Transparence et rôle de l’État dans les activités pétrolières : Questions à S.E. César Abi Khalil, ministre de l’Énergie

Monsieur le ministre,
Suite à l'approbation rapide le 4 janvier par la majorité du nouveau gouvernement de deux décrets pétroliers, que le gouvernement précédent s'était abstenu de faire pendant près de trois ans, vous avez annoncé une « feuille de route » devant conduire à l'octroi de droits d'exploration/production qui seraient annoncés dans quelques mois. Tout en vous réjouissant de cette perspective, vous avez tenu à rassurer les Libanais quant au fait que les mesures prises à cette fin répondent aux « exigences de transparence et de gouvernance les plus strictes dans le domaine du pétrole et du gaz », et ce « conformément à un dispositif législatif qui est le meilleur au monde ».
Bien que notre souhait le plus cher soit de pouvoir partager votre assurance et votre optimisme, il n'en demeure pas moins que nous sommes de ceux des nombreux citoyens qui sont plus qu'inquiets face aux grands et nombreux points d'interrogation que soulève l'orientation prise par les préparatifs de la mise en valeur du potentiel national en hydrocarbures. Il s'agit notamment, mais pas seulement, des points suivants :

1 – Transparence et gouvernance :
Il serait nécessaire que vous puissiez expliquer comment on pourrait concilier vos déclarations à ce sujet avec l'opacité qui a marqué jusqu'ici la politique pétrolière et gazière, y compris les deux décrets gardés secrets pendant près de quatre ans, avant d'être approuvés à la va-vite à la première réunion du nouveau gouvernement. Cette hâte retient d'autant plus l'attention que : a) il s'agit de deux décrets cruciaux dont l'un concerne la délimitation des dix blocs en mer couverts par les relevés sismiques, et l'autre le modèle du contrat exploration/production (Exploration and Production Agreements – EPA) à conclure avec les sociétés intéressées, et que b) l'article 35 du modèle du contrat EPA stipule, sous le titre « Confidentiality », qu'il est interdit à quiconque qui prend connaissance de tout ou partie du contenu de cet accord, de le divulguer. Ceci revient à dire en clair que les Libanais ne pourraient pas avoir accès aux conditions d'exploitation de leurs ressources pétrolières et gazières prévues par des contrats d'une durée allant jusqu'à près de 40 ans, comprenant (ce qui est du reste une autre anomalie) les deux phases de l'exploration et de la production.

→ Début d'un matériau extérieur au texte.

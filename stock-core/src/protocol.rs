/// Префикс маршрута на сервере
pub const ROUTE_PREFIX: &str = "/stock/";

/// Собирает путь запроса вида
/// `/stock/symbol=MSFT,AAPL&stock_exchange=NASDAQ,AMEX`.
///
/// Пустой список бирж - маркер биржи не добавляется, сервер возьмёт биржу по умолчанию.
pub fn format_lookup_path(symbols: &[String], exchanges: &[String]) -> String {
    let mut path = format!("{ROUTE_PREFIX}symbol={}", symbols.join(","));
    if !exchanges.is_empty() {
        path.push_str("&stock_exchange=");
        path.push_str(&exchanges.join(","));
    }
    path
}

#[cfg(test)]
mod tests {
    use super::*;
    use crate::query::parse_query;

    fn strings(items: &[&str]) -> Vec<String> {
        items.iter().map(|s| s.to_string()).collect()
    }

    #[test]
    fn formats_symbols_and_exchanges() {
        let path = format_lookup_path(&strings(&["MSFT", "AAPL", "FAX"]), &strings(&["NASDAQ", "AMEX"]));
        assert_eq!(path, "/stock/symbol=MSFT,AAPL,FAX&stock_exchange=NASDAQ,AMEX");
    }

    #[test]
    fn omits_exchange_marker_when_no_exchanges() {
        let path = format_lookup_path(&strings(&["BRK.B"]), &[]);
        assert_eq!(path, "/stock/symbol=BRK.B");
    }

    #[test]
    fn server_parses_what_client_formats() {
        let symbols = strings(&["BRK.B", "AAPL", "AAPL"]);
        let exchanges = strings(&["NYSE", "NASDAQ"]);
        let q = parse_query(&format_lookup_path(&symbols, &exchanges));
        assert_eq!(q.symbols, symbols);
        assert_eq!(q.exchanges.len(), 2);
        assert!(q.allows("NYSE") && q.allows("NASDAQ"));
    }
}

2 – Le « dispositif législatif » :
Non moins nécessaires sont les éclaircissements relatifs au contenu de ce dispositif. La raison en est que le seul texte établi à cet égard par le pouvoir législatif compétent (le Parlement) est la loi 132/2010 sur « l'exploitation des ressources pétrolières en mer ». Mais l'ennui est que cette loi est curieusement très sobre et ne comporte que le rappel de quelques principes généraux, sans le moindre chiffre et sans référence aux conditions concrètes devant gouverner la mise en valeur de ces ressources. Ces conditions, qui font l'objet de la majeure partie du « dispositif législatif » dont il est question, ont par contre été fixées, de A à Z, par les décrets d'application rédigés essentiellement en anglais par des conseillers étrangers, avant d'être envoyés pour une traduction en arabe par l'Autorité du pétrole créée en 2012. C'est le cas notamment du décret EPA qui vient d'être approuvé et dont le Parlement n'a même pas pris connaissance, ce dont le président de la commission de l'Énergie s'est du reste publiquement plaint en août 2016. Il en est de même de la plupart des membres du nouveau gouvernement qui n'ont disposé que de 48 heures pour lire, étudier et approuver les deux nouveaux décrets qui s'étendent sur 472 pages. Ceci pose la question de savoir à qui revient la responsabilité de légiférer dans un domaine aussi crucial pour le pays : les députés élus à cette fin ou quelques fonctionnaires aidés par des conseillers pas toujours identifiés ?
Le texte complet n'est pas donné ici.